What is being asked
Repeat the records exactly, so that each line matches the original.

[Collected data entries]
● ● ●
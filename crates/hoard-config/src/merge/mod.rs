//! Configuration layering, fallback logic, and environment overrides

use camino::{Utf8Path, Utf8PathBuf};
use hoard_core::error::HoardError;
use std::collections::HashMap;
use tracing::debug;

use crate::toml::{ByteSize, HoardToml, RateSection};
use crate::ConfigResult;

pub const CONFIG_FILE: &str = "hoard.toml";
const ENV_PREFIX: &str = "HOARD_";

/// Main configuration loading interface
#[derive(Debug, Clone)]
pub struct ConfigLoader {
    /// Current working directory
    cwd: Utf8PathBuf,
}

/// Configuration layering and merging
#[derive(Debug, Default)]
pub struct ConfigLayering;

/// Configuration source tracking
#[derive(Debug, Clone, PartialEq)]
pub enum ConfigSource {
    /// Project hoard.toml file
    ProjectToml(Utf8PathBuf),
    /// Global config file
    Global(Utf8PathBuf),
    /// Built-in defaults
    Defaults,
}

/// Pool directory used when no configuration names one
pub fn default_pool_path() -> ConfigResult<Utf8PathBuf> {
    let cache_dir = dirs::cache_dir().ok_or_else(|| HoardError::ConfigValidation {
        field: "pool.path".to_string(),
        reason: "Could not determine a cache directory; set pool.path or HOARD_POOL_PATH".to_string(),
    })?;
    let cache_dir = Utf8PathBuf::try_from(cache_dir).map_err(|e| HoardError::ConfigValidation {
        field: "pool.path".to_string(),
        reason: format!("Invalid cache directory path: {}", e),
    })?;
    Ok(cache_dir.join("hoard").join("pool"))
}

impl ConfigLoader {
    /// Create a new configuration loader
    pub fn new(cwd: Utf8PathBuf) -> Self {
        Self { cwd }
    }

    /// Find hoard.toml here or in a parent directory
    pub fn resolve_config_path(&self) -> Option<Utf8PathBuf> {
        self.cwd
            .ancestors()
            .map(|dir| dir.join(CONFIG_FILE))
            .find(|path| path.is_file())
    }

    /// Load the project configuration, falling back to the global file and then defaults
    pub async fn load_project_config(&self) -> ConfigResult<(HoardToml, ConfigSource)> {
        if let Some(path) = self.resolve_config_path() {
            debug!("Using configuration {}", path);
            let config = load_resolving_paths(&path).await?;
            return Ok((config, ConfigSource::ProjectToml(path)));
        }

        if let Some(path) = global_config_path().filter(|path| path.is_file()) {
            debug!("Using global configuration {}", path);
            let config = load_resolving_paths(&path).await?;
            return Ok((config, ConfigSource::Global(path)));
        }

        Ok((HoardToml::default(), ConfigSource::Defaults))
    }

    /// Load configuration with every override layer applied
    pub async fn load(
        &self,
        cli_overrides: HashMap<String, String>,
    ) -> ConfigResult<(HoardToml, ConfigSource)> {
        let (config, source) = self.load_project_config().await?;
        let merged = ConfigLayering::merge_configs(
            config,
            ConfigLayering::collect_env_overrides(),
            cli_overrides,
        )?;
        Ok((merged, source))
    }
}

fn global_config_path() -> Option<Utf8PathBuf> {
    let dir = dirs::config_dir()?;
    Utf8PathBuf::try_from(dir)
        .ok()
        .map(|dir| dir.join("hoard").join("config.toml"))
}

/// Parse a file and anchor a relative pool path at the file's directory
async fn load_resolving_paths(path: &Utf8Path) -> ConfigResult<HoardToml> {
    let mut config = crate::toml::load_from_file(path).await?;
    if let (Some(pool_path), Some(dir)) = (config.pool.path.as_mut(), path.parent()) {
        if pool_path.is_relative() {
            *pool_path = dir.join(&*pool_path);
        }
    }
    Ok(config)
}

impl ConfigLayering {
    /// Apply environment overrides, then CLI overrides (highest priority), then re-validate
    pub fn merge_configs(
        config: HoardToml,
        env_overrides: HashMap<String, String>,
        cli_overrides: HashMap<String, String>,
    ) -> ConfigResult<HoardToml> {
        let mut merged = config;

        for (key, value) in &env_overrides {
            if let Some(setting) = key.strip_prefix(ENV_PREFIX) {
                Self::apply_override(&mut merged, &setting.to_ascii_lowercase(), value, key)?;
            }
        }
        for (key, value) in &cli_overrides {
            Self::apply_override(&mut merged, key, value, &format!("--{}", key.replace('_', "-")))?;
        }

        crate::toml::validate_config(&merged)?;
        Ok(merged)
    }

    /// Set one named setting; `origin` names the override in errors. Unknown names are ignored.
    fn apply_override(
        config: &mut HoardToml,
        setting: &str,
        value: &str,
        origin: &str,
    ) -> ConfigResult<()> {
        match setting {
            "pool_path" => config.pool.path = Some(Utf8PathBuf::from(value)),
            "maximum_size" => config.pool.maximum_size = Some(ByteSize::Text(value.to_string())),
            "reserved_free_space" => {
                config.pool.reserved_free_space = Some(ByteSize::Text(value.to_string()))
            }
            "progress_interval" => config.fetch.progress_interval = Some(parse(value, origin)?),
            "file_retry_count" => config.fetch.file_retry_count = Some(parse(value, origin)?),
            "max_concurrent_transfers" => {
                config.fetch.max_concurrent_transfers = Some(parse(value, origin)?)
            }
            "minimum_rate" => {
                config.fetch.minimum_transfer_rate = Some(parse_rate(value, origin)?);
            }
            _ => debug!("Ignoring unknown override {}", origin),
        }
        Ok(())
    }

    /// Collect environment variable overrides
    pub fn collect_env_overrides() -> HashMap<String, String> {
        std::env::vars()
            .filter(|(key, _)| key.starts_with(ENV_PREFIX))
            .collect()
    }
}

fn parse<T: std::str::FromStr>(value: &str, origin: &str) -> ConfigResult<T>
where
    T::Err: std::fmt::Display,
{
    value.trim().parse().map_err(|e| HoardError::ConfigValidation {
        field: origin.to_string(),
        reason: format!("'{}': {}", value, e),
    })
}

/// `<bytes_per_second>/<period_in_seconds>`, e.g. `4096/30`
fn parse_rate(value: &str, origin: &str) -> ConfigResult<RateSection> {
    let (bytes, period) = value.split_once('/').ok_or_else(|| HoardError::ConfigValidation {
        field: origin.to_string(),
        reason: format!("'{}' is not <bytes_per_second>/<period_in_seconds>", value),
    })?;
    Ok(RateSection {
        bytes_per_second: parse(bytes, origin)?,
        period_in_seconds: parse(period, origin)?,
    })
}
//! Name to path lookup over committed pool entries.

use camino::Utf8PathBuf;
use std::sync::Arc;

use crate::pool::{PoolEntry, PoolStore};
use crate::PoolResult;

/// Read-only view of the pool: resolving a name only refreshes its access time
#[derive(Debug, Clone)]
pub struct PathResolver {
    store: Arc<PoolStore>,
}

impl PathResolver {
    pub fn new(store: Arc<PoolStore>) -> Self {
        Self { store }
    }

    /// Path of the verified blob for `name`, or `NotReady`
    pub fn get_path(&self, name: &str) -> PoolResult<Utf8PathBuf> {
        Ok(self.store.resolve(name)?.path)
    }

    pub fn get_entry(&self, name: &str) -> PoolResult<PoolEntry> {
        self.store.resolve(name)
    }
}
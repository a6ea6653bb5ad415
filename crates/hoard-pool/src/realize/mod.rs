//! Realization of pool assets
//!
//! This module copies pool-resident assets to fixed locations outside the
//! pool. Realized files are plain copies and are never evicted.

pub mod realizer;

// Re-export main types
pub use realizer::{RealizeOutcome, RealizeReport, RealizedFile, Realizer};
● ● ●
Response to the exercise
filename crates/hoard-config/src/merge/mod.rs
//! Configuration layering, fallback logic, and environment overrides

use camino::{Utf8Path, Utf8PathBuf};
use hoard_core::error::HoardError;
use std::collections::HashMap;
use tracing::debug;

use crate::toml::{ByteSize, HoardToml, RateSection};
use crate::ConfigResult;

pub const CONFIG_FILE: &str = "hoard.toml";
const ENV_PREFIX: &str = "HOARD_";

/// Main configuration loading interface
#[derive(Debug, Clone)]
pub struct ConfigLoader {
    /// Current working directory
    cwd: Utf8PathBuf,
}

/// Configuration layering and merging
#[derive(Debug, Default)]
pub struct ConfigLayering;

/// Configuration source tracking
#[derive(Debug, Clone, PartialEq)]
pub enum ConfigSource {
    /// Project hoard.toml file
    ProjectToml(Utf8PathBuf),
    /// Global config file
    Global(Utf8PathBuf),
    /// Built-in defaults
    Defaults,
}

/// Pool directory used when no configuration names one
pub fn default_pool_path() -> ConfigResult<Utf8PathBuf> {
    let cache_dir = dirs::cache_dir().ok_or_else(|| HoardError::ConfigValidation {
        field: "pool.path".to_string(),
        reason: "Could not determine a cache directory; set pool.path or HOARD_POOL_PATH".to_string(),
    })?;
    let cache_dir = Utf8PathBuf::try_from(cache_dir).map_err(|e| HoardError::ConfigValidation {
        field: "pool.path".to_string(),
        reason: format!("Invalid cache directory path: {}", e),
    })?;
    Ok(cache_dir.join("hoard").join("pool"))
}

impl ConfigLoader {
    /// Create a new configuration loader
    pub fn new(cwd: Utf8PathBuf) -> Self {
        Self { cwd }
    }

    /// Find hoard.toml here or in a parent directory
    pub fn resolve_config_path(&self) -> Option<Utf8PathBuf> {
        self.cwd
            .ancestors()
            .map(|dir| dir.join(CONFIG_FILE))
            .find(|path| path.is_file())
    }

    /// Load the project configuration, falling back to the global file and then defaults
    pub async fn load_project_config(&self) -> ConfigResult<(HoardToml, ConfigSource)> {
        if let Some(path) = self.resolve_config_path() {
            debug!("Using configuration {}", path);
            let config = load_resolving_paths(&path).await?;
            return Ok((config, ConfigSource::ProjectToml(path)));
        }

        if let Some(path) = global_config_path().filter(|path| path.is_file()) {
            debug!("Using global configuration {}", path);
            let config = load_resolving_paths(&path).await?;
            return Ok((config, ConfigSource::Global(path)));
        }

        Ok((HoardToml::default(), ConfigSource::Defaults))
    }

    /// Load configuration with every override layer applied
    pub async fn load(
        &self,
        cli_overrides: HashMap<String, String>,
    ) -> ConfigResult<(HoardToml, ConfigSource)> {
        let (config, source) = self.load_project_config().await?;
        let merged = ConfigLayering::merge_configs(
            config,
            ConfigLayering::collect_env_overrides(),
            cli_overrides,
        )?;
        Ok((merged, source))
    }
}

fn global_config_path() -> Option<Utf8PathBuf> {
    let dir = dirs::config_dir()?;
    Utf8PathBuf::try_from(dir)
        .ok()
        .map(|dir| dir.join("hoard").join("config.toml"))
}

/// Parse a file and anchor a relative pool path at the file's directory
async fn load_resolving_paths(path: &Utf8Path) -> ConfigResult<HoardToml> {
    let mut config = crate::toml::load_from_file(path).await?;
    if let (Some(pool_path), Some(dir)) = (config.pool.path.as_mut(), path.parent()) {
        if pool_path.is_relative() {
            *pool_path = dir.join(&*pool_path);
        }
    }
    Ok(config)
}

impl ConfigLayering {
    /// Apply environment overrides, then CLI overrides (highest priority), then re-validate
    pub fn merge_configs(
        config: HoardToml,
        env_overrides: HashMap<String, String>,
        cli_overrides: HashMap<String, String>,
    ) -> ConfigResult<HoardToml> {
        let mut merged = config;

        for (key, value) in &env_overrides {
            if let Some(setting) = key.strip_prefix(ENV_PREFIX) {
                Self::apply_override(&mut merged, &setting.to_ascii_lowercase(), value, key)?;
            }
        }
        for (key, value) in &cli_overrides {
            Self::apply_override(&mut merged, key, value, &format!("--{}", key.replace('_', "-")))?;
        }

        crate::toml::validate_config(&merged)?;
        Ok(merged)
    }

    /// Set one named setting; `origin` names the override in errors. Unknown names are ignored.
    fn apply_override(
        config: &mut HoardToml,
        setting: &str,
        value: &str,
        origin: &str,
    ) -> ConfigResult<()> {
        match setting {
            "pool_path" => config.pool.path = Some(Utf8PathBuf::from(value)),
            "maximum_size" => config.pool.maximum_size = Some(ByteSize::Text(value.to_string())),
            "reserved_free_space" => {
                config.pool.reserved_free_space = Some(ByteSize::Text(value.to_string()))
            }
            "progress_interval" => config.fetch.progress_interval = Some(parse(value, origin)?),
            "file_retry_count" => config.fetch.file_retry_count = Some(parse(value, origin)?),
            "max_concurrent_transfers" => {
                config.fetch.max_concurrent_transfers = Some(parse(value, origin)?)
            }
            "minimum_rate" => {
                config.fetch.minimum_transfer_rate = Some(parse_rate(value, origin)?);
            }
            _ => debug!("Ignoring unknown override {}", origin),
        }
        Ok(())
    }

    /// Collect environment variable overrides
    pub fn collect_env_overrides() -> HashMap<String, String> {
        std::env::vars()
            .filter(|(key, _)| key.starts_with(ENV_PREFIX))
            .collect()
    }
}

fn parse<T: std::str::FromStr>(value: &str, origin: &str) -> ConfigResult<T>
where
    T::Err: std::fmt::Display,
{
    value.trim().parse().map_err(|e| HoardError::ConfigValidation {
        field: origin.to_string(),
        reason: format!("'{}': {}", value, e),
    })
}

/// `<bytes_per_second>/<period_in_seconds>`, e.g. `4096/30`
fn parse_rate(value: &str, origin: &str) -> ConfigResult<RateSection> {
    let (bytes, period) = value.split_once('/').ok_or_else(|| HoardError::ConfigValidation {
        field: origin.to_string(),
        reason: format!("'{}' is not <bytes_per_second>/<period_in_seconds>", value),
    })?;
    Ok(RateSection {
        bytes_per_second: parse(bytes, origin)?,
        period_in_seconds: parse(period, origin)?,
    })
}
//! Name to path lookup over committed pool entries.

use camino::Utf8PathBuf;
use std::sync::Arc;

use crate::pool::{PoolEntry, PoolStore};
use crate::PoolResult;

/// Read-only view of the pool: resolving a name only refreshes its access time
#[derive(Debug, Clone)]
pub struct PathResolver {
    store: Arc<PoolStore>,
}

impl PathResolver {
    pub fn new(store: Arc<PoolStore>) -> Self {
        Self { store }
    }

    /// Path of the verified blob for `name`, or `NotReady`
    pub fn get_path(&self, name: &str) -> PoolResult<Utf8PathBuf> {
        Ok(self.store.resolve(name)?.path)
    }

    pub fn get_entry(&self, name: &str) -> PoolResult<PoolEntry> {
        self.store.resolve(name)
    }
}
repository a6ea6653bb5ad415
filename crates/hoard-pool/src/realize/mod.rs
//! Realization of pool assets
//!
//! This module copies pool-resident assets to fixed locations outside the
//! pool. Realized files are plain copies and are never evicted.

pub mod realizer;

// Re-export main types
pub use realizer::{RealizeOutcome, RealizeReport, RealizedFile, Realizer};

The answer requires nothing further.